**Extracted material**
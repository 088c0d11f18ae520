//! `Debug` helpers for large buffers.
//!
//! Joint pose buffers and keyframe tables easily run into hundreds of
//! entries. Fields annotated with
//! `#[debug(with = skel_utils::debug::trimmed_collection_fmt)]` only print
//! the leading entries followed by the number of elided ones. Enable the
//! `debug-print-all` feature to get the full dump back.

use std::{fmt, sync::Arc};

/// Number of leading entries kept when a collection is trimmed.
pub const LEADING_ENTRIES: usize = 3;

/// A collection whose leading entries can be borrowed for printing.
pub trait Trimmable {
    type Item: fmt::Debug;

    fn entry_count(&self) -> usize;
    fn leading(&self, count: usize) -> &[Self::Item];
}

impl<T: fmt::Debug> Trimmable for [T] {
    type Item = T;

    fn entry_count(&self) -> usize {
        self.len()
    }

    fn leading(&self, count: usize) -> &[T] {
        &self[..count.min(self.len())]
    }
}

impl<T: fmt::Debug> Trimmable for Vec<T> {
    type Item = T;

    fn entry_count(&self) -> usize {
        self.len()
    }

    fn leading(&self, count: usize) -> &[T] {
        self.as_slice().leading(count)
    }
}

impl<T: fmt::Debug, const N: usize> Trimmable for [T; N] {
    type Item = T;

    fn entry_count(&self) -> usize {
        N
    }

    fn leading(&self, count: usize) -> &[T] {
        self.as_slice().leading(count)
    }
}

impl<C: ?Sized + Trimmable> Trimmable for Arc<C> {
    type Item = C::Item;

    fn entry_count(&self) -> usize {
        self.as_ref().entry_count()
    }

    fn leading(&self, count: usize) -> &[Self::Item] {
        self.as_ref().leading(count)
    }
}

#[cfg(not(feature = "debug-print-all"))]
pub fn trimmed_collection_fmt<C: ?Sized + Trimmable>(
    collection: &C,
    f: &mut fmt::Formatter,
) -> fmt::Result {
    let shown = collection.leading(LEADING_ENTRIES);
    let elided = collection.entry_count() - shown.len();

    if elided == 0 {
        write!(f, "{:?}", shown)
    } else {
        write!(f, "{:?} + {} more", shown, elided)
    }
}

#[cfg(feature = "debug-print-all")]
pub fn trimmed_collection_fmt<C: ?Sized + Trimmable>(
    collection: &C,
    f: &mut fmt::Formatter,
) -> fmt::Result {
    write!(f, "{:?}", collection.leading(collection.entry_count()))
}

#[cfg(test)]
mod tests {
    use super::*;
    use custom_debug::Debug;
    use pretty_assertions::assert_eq;

    #[derive(Debug)]
    struct Buffer {
        #[debug(with = trimmed_collection_fmt)]
        values: Vec<u32>,
    }

    #[test]
    #[cfg(not(feature = "debug-print-all"))]
    fn test_long_collection_is_trimmed() {
        let buffer = Buffer {
            values: (0..10).collect(),
        };
        assert_eq!(format!("{:?}", buffer), "Buffer { values: [0, 1, 2] + 7 more }");
    }

    #[test]
    fn test_short_collection_is_printed_whole() {
        let buffer = Buffer { values: vec![4, 5] };
        assert_eq!(format!("{:?}", buffer), "Buffer { values: [4, 5] }");
    }
}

**Exercise objective**
Reproduce each line of the material that mentions "with".

**Result of this task**
//! entries. Fields annotated with
//! `#[debug(with = skel_utils::debug::trimmed_collection_fmt)]` only print
        #[debug(with = trimmed_collection_fmt)]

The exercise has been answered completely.